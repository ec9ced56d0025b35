// Test utilities shared by unit tests and the "tests" folder.

use std::sync::mpsc;
use std::time::Duration;

use crate::network::{CommunicationError, Connection};


// Generous: only reached when a test is about to fail anyway.
const RECV_TIMEOUT: Duration = Duration::from_secs(10);

// Server side of an in-memory connection.
pub struct ChannelConnection {
    name: String,
    incoming: mpsc::Receiver<String>,
    outgoing: mpsc::Sender<String>,
}

// Client side of an in-memory connection, driven by the test.
pub struct RemotePeer {
    name: String,
    incoming: Option<mpsc::Receiver<String>>,
    outgoing: Option<mpsc::Sender<String>>,
}

pub fn channel_connection(name: &str) -> (ChannelConnection, RemotePeer) {
    let (client_tx, server_rx) = mpsc::channel();
    let (server_tx, client_rx) = mpsc::channel();
    let conn = ChannelConnection {
        name: name.to_owned(),
        incoming: server_rx,
        outgoing: server_tx,
    };
    let peer = RemotePeer {
        name: name.to_owned(),
        incoming: Some(client_rx),
        outgoing: Some(client_tx),
    };
    (conn, peer)
}

impl Connection for ChannelConnection {
    fn read_line(&mut self) -> Result<String, CommunicationError> {
        self.incoming.recv().map_err(|_| CommunicationError::ConnectionClosed)
    }

    fn write_line(&mut self, line: &str) -> Result<(), CommunicationError> {
        self.outgoing
            .send(line.to_owned())
            .map_err(|_| CommunicationError::ConnectionClosed)
    }

    fn describe(&self) -> String { self.name.clone() }
}

impl RemotePeer {
    pub fn send(&mut self, line: &str) {
        let outgoing = self.outgoing.as_ref().expect("peer is disconnected");
        // The server may have hung up already. Tests observe that through `recv`.
        let _ = outgoing.send(line.to_owned());
    }

    // Returns `None` if the server closed the connection.
    pub fn recv(&mut self) -> Option<String> {
        let incoming = self.incoming.as_ref().expect("peer is disconnected");
        match incoming.recv_timeout(RECV_TIMEOUT) {
            Ok(line) => Some(line),
            Err(mpsc::RecvTimeoutError::Disconnected) => None,
            Err(mpsc::RecvTimeoutError::Timeout) => {
                panic!("{}: timed out waiting for a server message", self.name)
            }
        }
    }

    #[track_caller]
    pub fn expect(&mut self, lines: &[&str]) {
        for &expected in lines {
            let actual = self.recv();
            assert_eq!(actual.as_deref(), Some(expected), "{}: unexpected server message", self.name);
        }
    }

    pub fn recv_until_closed(&mut self) -> Vec<String> {
        let mut lines = Vec::new();
        while let Some(line) = self.recv() {
            lines.push(line);
        }
        lines
    }

    pub fn is_closed(&mut self) -> bool { self.recv().is_none() }

    // Drops both directions, like a client that closes its socket.
    pub fn disconnect(&mut self) {
        self.incoming = None;
        self.outgoing = None;
    }
}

About this exercise.
Would you return the full set of entries, unchanged in every detail?

Solution.
repository ec9ced56d0025b35
// Test utilities shared by unit tests and the "tests" folder.

use std::sync::mpsc;
use std::time::Duration;

use crate::network::{CommunicationError, Connection};


// Generous: only reached when a test is about to fail anyway.
const RECV_TIMEOUT: Duration = Duration::from_secs(10);

// Server side of an in-memory connection.
pub struct ChannelConnection {
    name: String,
    incoming: mpsc::Receiver<String>,
    outgoing: mpsc::Sender<String>,
}

// Client side of an in-memory connection, driven by the test.
pub struct RemotePeer {
    name: String,
    incoming: Option<mpsc::Receiver<String>>,
    outgoing: Option<mpsc::Sender<String>>,
}

pub fn channel_connection(name: &str) -> (ChannelConnection, RemotePeer) {
    let (client_tx, server_rx) = mpsc::channel();
    let (server_tx, client_rx) = mpsc::channel();
    let conn = ChannelConnection {
        name: name.to_owned(),
        incoming: server_rx,
        outgoing: server_tx,
    };
    let peer = RemotePeer {
        name: name.to_owned(),
        incoming: Some(client_rx),
        outgoing: Some(client_tx),
    };
    (conn, peer)
}

impl Connection for ChannelConnection {
    fn read_line(&mut self) -> Result<String, CommunicationError> {
        self.incoming.recv().map_err(|_| CommunicationError::ConnectionClosed)
    }

    fn write_line(&mut self, line: &str) -> Result<(), CommunicationError> {
        self.outgoing
            .send(line.to_owned())
            .map_err(|_| CommunicationError::ConnectionClosed)
    }

    fn describe(&self) -> String { self.name.clone() }
}

impl RemotePeer {
    pub fn send(&mut self, line: &str) {
        let outgoing = self.outgoing.as_ref().expect("peer is disconnected");
        // The server may have hung up already. Tests observe that through `recv`.
        let _ = outgoing.send(line.to_owned());
    }

    // Returns `None` if the server closed the connection.
    pub fn recv(&mut self) -> Option<String> {
        let incoming = self.incoming.as_ref().expect("peer is disconnected");
        match incoming.recv_timeout(RECV_TIMEOUT) {
            Ok(line) => Some(line),
            Err(mpsc::RecvTimeoutError::Disconnected) => None,
            Err(mpsc::RecvTimeoutError::Timeout) => {
                panic!("{}: timed out waiting for a server message", self.name)
            }
        }
    }

    #[track_caller]
    pub fn expect(&mut self, lines: &[&str]) {
        for &expected in lines {
            let actual = self.recv();
            assert_eq!(actual.as_deref(), Some(expected), "{}: unexpected server message", self.name);
        }
    }

    pub fn recv_until_closed(&mut self) -> Vec<String> {
        let mut lines = Vec::new();
        while let Some(line) = self.recv() {
            lines.push(line);
        }
        lines
    }

    pub fn is_closed(&mut self) -> bool { self.recv().is_none() }

    // Drops both directions, like a client that closes its socket.
    pub fn disconnect(&mut self) {
        self.incoming = None;
        self.outgoing = None;
    }
}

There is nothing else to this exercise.